Leggett & Platt Earnings: What To Look For From LEG
Manufacturing company Leggett & Platt (NYSE:LEG) will be reporting results tomorrow afternoon. Here’s what investors should know.
Leggett & Platt met analysts’ revenue expectations last quarter, reporting revenues of $1.13 billion, down 7.6% year on year. It was a slower quarter for the company, with underwhelming earnings guidance for the full year.
Is Leggett & Platt a buy or sell going into earnings? Read our full analysis here, it’s free.
This quarter, analysts are expecting Leggett & Platt’s revenue to decline 6.1% year on year to $1.10 billion, improving from the 9.2% decrease it recorded in the same quarter last year. Adjusted earnings are expected to come in at $0.33 per share.
The majority of analysts covering the company have reconfirmed their estimates over the last 30 days, suggesting they anticipate the business to stay the course heading into earnings. Leggett & Platt has missed Wall Street’s revenue estimates five times over the last two years.
Looking at Leggett & Platt’s peers in the consumer discretionary segment, some have already reported their Q3 results, giving us a hint as to what we can expect. Mohawk Industries’s revenues decreased 1.7% year on year, meeting analysts’ expectations, and Nike reported a revenue decline of 10.4%, in line with consensus estimates. Mohawk Industries traded down 13.7% following the results while Nike was also down 6.8%.
Read our full analysis of Mohawk Industries’s results here and Nike’s results here.

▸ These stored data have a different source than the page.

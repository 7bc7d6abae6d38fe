//! Toggl 汇总模块
//!
//! 将当天的 Toggl 时间记录整理为按项目分组的表格，追加到最新的 Notion 日志页面。
//!
//! ## Pipeline
//!
//! 1. **Fetch**: 从 Toggl 拉取当天 (JST) 的记录
//! 2. **Aggregate**: 按项目名分组，跳过计时中的记录
//! 3. **Resolve**: 按项目名查找 Notion 项目页面
//! 4. **Render**: heading + table blocks
//! 5. **Publish**: 对目标页面发起一次 append-children 请求

pub mod aggregate;
pub mod fragment;
pub mod publisher;
pub mod resolver;

pub use aggregate::{
    aggregate, format_duration, format_time, format_time_str, merge_descriptions, Aggregation,
    EntryLine, ProjectSummary, TimeSpan, NO_PROJECT, UNKNOWN_PROJECT,
};
pub use fragment::build_fragment;
pub use publisher::{ProjectTime, SummaryPublisher, SummaryReport};
pub use resolver::{
    resolve_project_pages, summarize_by_project, NotionProjectLookup, ProjectPageLookup,
    ProjectPageMap,
};



#[cfg(test)]
mod resolver_tests;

Growth stocks have seen elevated volatility as investors debate the Fed’s monetary policy, and while some of the consumer discretionary stocks have fared somewhat better, they have not been spared, with share prices down 2% on average over the last month. Leggett & Platt is down 10.6% during the same time and is heading into earnings with an average analyst price target of $12.67 (compared to the current share price of $12.18).